Дедушка. Древний, ветхий. В отличие от бывшего станового Пояркова — коренной крестьянин. И разговор у него с барином — рассказчиком — соответствующий. Что барин ни скажи, дедушка поддакивает да благодарит, а за поддакиванием свое гнет, да такое, что беседа его с барином — как общение слепого с глухим — слои не соприкасаются.
Барин мужику ферму велит завести, корову казенную во двор приводит, а мужик в ножки барину падает — норовит от хорошей коровы отбояриться, держать же хочет — свою, плохую. Что за дурь?! А за хорошей — уходу больше, да и спросу больше, за хорошей начальство с надзорами наезжать начнет, на одних угощениях разоришься… Так и идет общение на двух уровнях. Как два лесных пожара: один светло горит поверху, а другой дымится по корням и павшим сучьям. ‘По плантам’ одно выходит, по жизни — другое, а вроде и спору нет: ‘вестимо, родименький’, ‘правда, кормилец’, ‘дай бог здоровья господам начальникам’, — а под этим-то бог знает что: земля качается, статистика по швам ползет. Двойной счет, двойной свет, сдвоенная, двоящаяся реальность.
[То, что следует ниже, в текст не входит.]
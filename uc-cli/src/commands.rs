//! Command implementations invoked from `main.rs`'s dispatch match.

use std::collections::HashMap;
use std::fs;
use std::path::{Path, PathBuf};

use anyhow::{Context, Result};
use serde::Serialize;

use uc_core::{
    classify, compress, estimate_tokens, estimate_tokens_total, search, uncompress, CompressOptions,
    ExpandOptions, Message, VerbatimMap,
};

use crate::output::{self, OutputFormat};

fn read_json<T: serde::de::DeserializeOwned>(path: &Path) -> Result<T> {
    let text = fs::read_to_string(path).with_context(|| format!("reading {}", path.display()))?;
    serde_json::from_str(&text).with_context(|| format!("parsing {} as JSON", path.display()))
}

fn write_json<T: Serialize>(path: &Path, data: &T) -> Result<()> {
    let text = serde_json::to_string_pretty(data)?;
    fs::write(path, text).with_context(|| format!("writing {}", path.display()))
}

pub fn classify_file(path: &Path, format: OutputFormat) -> Result<()> {
    let content = fs::read_to_string(path).with_context(|| format!("reading {}", path.display()))?;
    let result = classify(&content);
    match format {
        OutputFormat::Human => {
            output::kv(format, "decision", format!("{:?}", result.decision));
            output::kv(format, "confidence", result.confidence);
            output::kv(format, "reasons", result.reasons.join(", "));
        }
        OutputFormat::Plain | OutputFormat::Json => output::emit(&result)?,
    }
    Ok(())
}

#[derive(Clone, Debug, Default)]
pub struct CompressArgs {
    pub recency_window: Option<usize>,
    pub token_budget: Option<u32>,
    pub min_recency_window: Option<usize>,
    pub dedup: bool,
    pub fuzzy_dedup: bool,
    pub fuzzy_threshold: Option<f64>,
    pub out_dir: PathBuf,
}

pub fn compress_file(path: &Path, args: CompressArgs, format: OutputFormat) -> Result<()> {
    let messages: Vec<Message> = read_json(path)?;

    let mut options = CompressOptions {
        dedup: args.dedup,
        fuzzy_dedup: args.fuzzy_dedup,
        ..CompressOptions::default()
    };
    if let Some(window) = args.recency_window {
        options.recency_window = window;
    }
    if let Some(budget) = args.token_budget {
        options.token_budget = Some(budget);
    }
    if let Some(min_window) = args.min_recency_window {
        options.min_recency_window = min_window;
    }
    if let Some(threshold) = args.fuzzy_threshold {
        options.fuzzy_threshold = threshold;
    }

    let result = compress(&messages, &options)?;

    fs::create_dir_all(&args.out_dir)
        .with_context(|| format!("creating {}", args.out_dir.display()))?;
    write_json(&args.out_dir.join("compressed.json"), &result.messages)?;
    write_json(&args.out_dir.join("verbatim.json"), &result.verbatim)?;

    tracing::info!(
        messages_compressed = result.stats.messages_compressed,
        messages_preserved = result.stats.messages_preserved,
        "compress: wrote output"
    );

    match format {
        OutputFormat::Human => {
            output::success(format, format!("wrote {}", args.out_dir.join("compressed.json").display()));
            output::kv(format, "ratio", result.stats.ratio);
            output::kv(format, "messages_compressed", result.stats.messages_compressed);
            output::kv(format, "messages_preserved", result.stats.messages_preserved);
            if let Some(fits) = result.fits {
                output::kv(format, "fits", fits);
                output::kv(format, "recency_window", result.recency_window.unwrap_or_default());
            }
        }
        OutputFormat::Plain | OutputFormat::Json => output::emit(&result.stats)?,
    }
    Ok(())
}

pub fn expand_files(compressed_path: &Path, verbatim_path: &Path, recursive: bool, format: OutputFormat) -> Result<()> {
    let compressed: Vec<Message> = read_json(compressed_path)?;
    let verbatim: VerbatimMap = read_json(verbatim_path)?;
    let options = ExpandOptions { recursive };
    let result = uncompress(&compressed, &verbatim, &options);

    if !result.missing_ids.is_empty() {
        output::warning(format, format!("missing {} verbatim entr(ies)", result.missing_ids.len()));
    }

    match format {
        OutputFormat::Human => {
            output::kv(format, "messages_expanded", result.messages_expanded);
            output::kv(format, "messages_passthrough", result.messages_passthrough);
            output::kv(format, "missing_ids", result.missing_ids.join(", "));
        }
        OutputFormat::Plain | OutputFormat::Json => output::emit(&result)?,
    }
    Ok(())
}

pub fn search_files(compressed_path: &Path, verbatim_path: &Path, pattern: &str, format: OutputFormat) -> Result<()> {
    let compressed: Vec<Message> = read_json(compressed_path)?;
    let verbatim: VerbatimMap = read_json(verbatim_path)?;
    let results = search(&compressed, &verbatim, pattern)?;

    match format {
        OutputFormat::Human => {
            let mut table = output::TableBuilder::new().header(["message_id", "summary_id", "matches"]);
            for r in &results {
                table = table.row([r.message_id.clone(), r.summary_id.clone(), r.matches.len().to_string()]);
            }
            table.print();
        }
        OutputFormat::Plain | OutputFormat::Json => output::emit(&results)?,
    }
    Ok(())
}

pub fn estimate_tokens_file(path: &Path, format: OutputFormat) -> Result<()> {
    let messages: Vec<Message> = read_json(path)?;
    let total = estimate_tokens_total(&messages);
    let per_message: HashMap<String, u32> = messages
        .iter()
        .map(|m| (m.id.clone(), estimate_tokens(m)))
        .collect();

    match format {
        OutputFormat::Human => {
            output::kv(format, "total_tokens", total);
            let mut table = output::TableBuilder::new().header(["message_id", "tokens"]);
            for m in &messages {
                table = table.row([m.id.clone(), estimate_tokens(m).to_string()]);
            }
            table.print();
        }
        OutputFormat::Plain | OutputFormat::Json => {
            #[derive(Serialize)]
            struct Estimate {
                total: u32,
                per_message: HashMap<String, u32>,
            }
            output::emit(&Estimate { total, per_message })?;
        }
    }
    Ok(())
}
Впрочем, начальники-мздоимцы, воры законные — выведены в рассказе на первый план неколеблющейся рукой.
И вот результат: впервые, кажется, у Мельникова — застревает рассказ при печати.
Из дневника чиновника Министерства внутренних дел А. И. Артемьева. 10 мая 1857 года: ‘…Статью Мельникова ‘Дядя Поликарп’ ‘Русский вестник’ не печатает не по причине цензурных затруднений, а потому, что статья направлена против раскола. А статьи Щедрина ‘Старец’, ‘Мавра Кузьмовна’ — разве не такие же? Конечно, если судить либерально, то ни одной статьи подобной поместить нельзя: мы пишем против раскольников, а им не позволяется возражать…’
Артемьев кое-что путает. Во-первых, не ‘дядя’, а ‘дедушка’. Во-вторых, против раскола в ‘Дедушке Поликарпе’ — ни полслова, ‘против раскола’ был — ‘Поярков’. Но атмосфера уловлена. Уловлено связанное, двусмысленное положение либеральной интеллигенции в вопросе о раскольниках. Уловлено своеобразное соревнование-соперничество Щедрина и Печерского на этой почве. Уловлен, наконец, контраст позиций того и другого.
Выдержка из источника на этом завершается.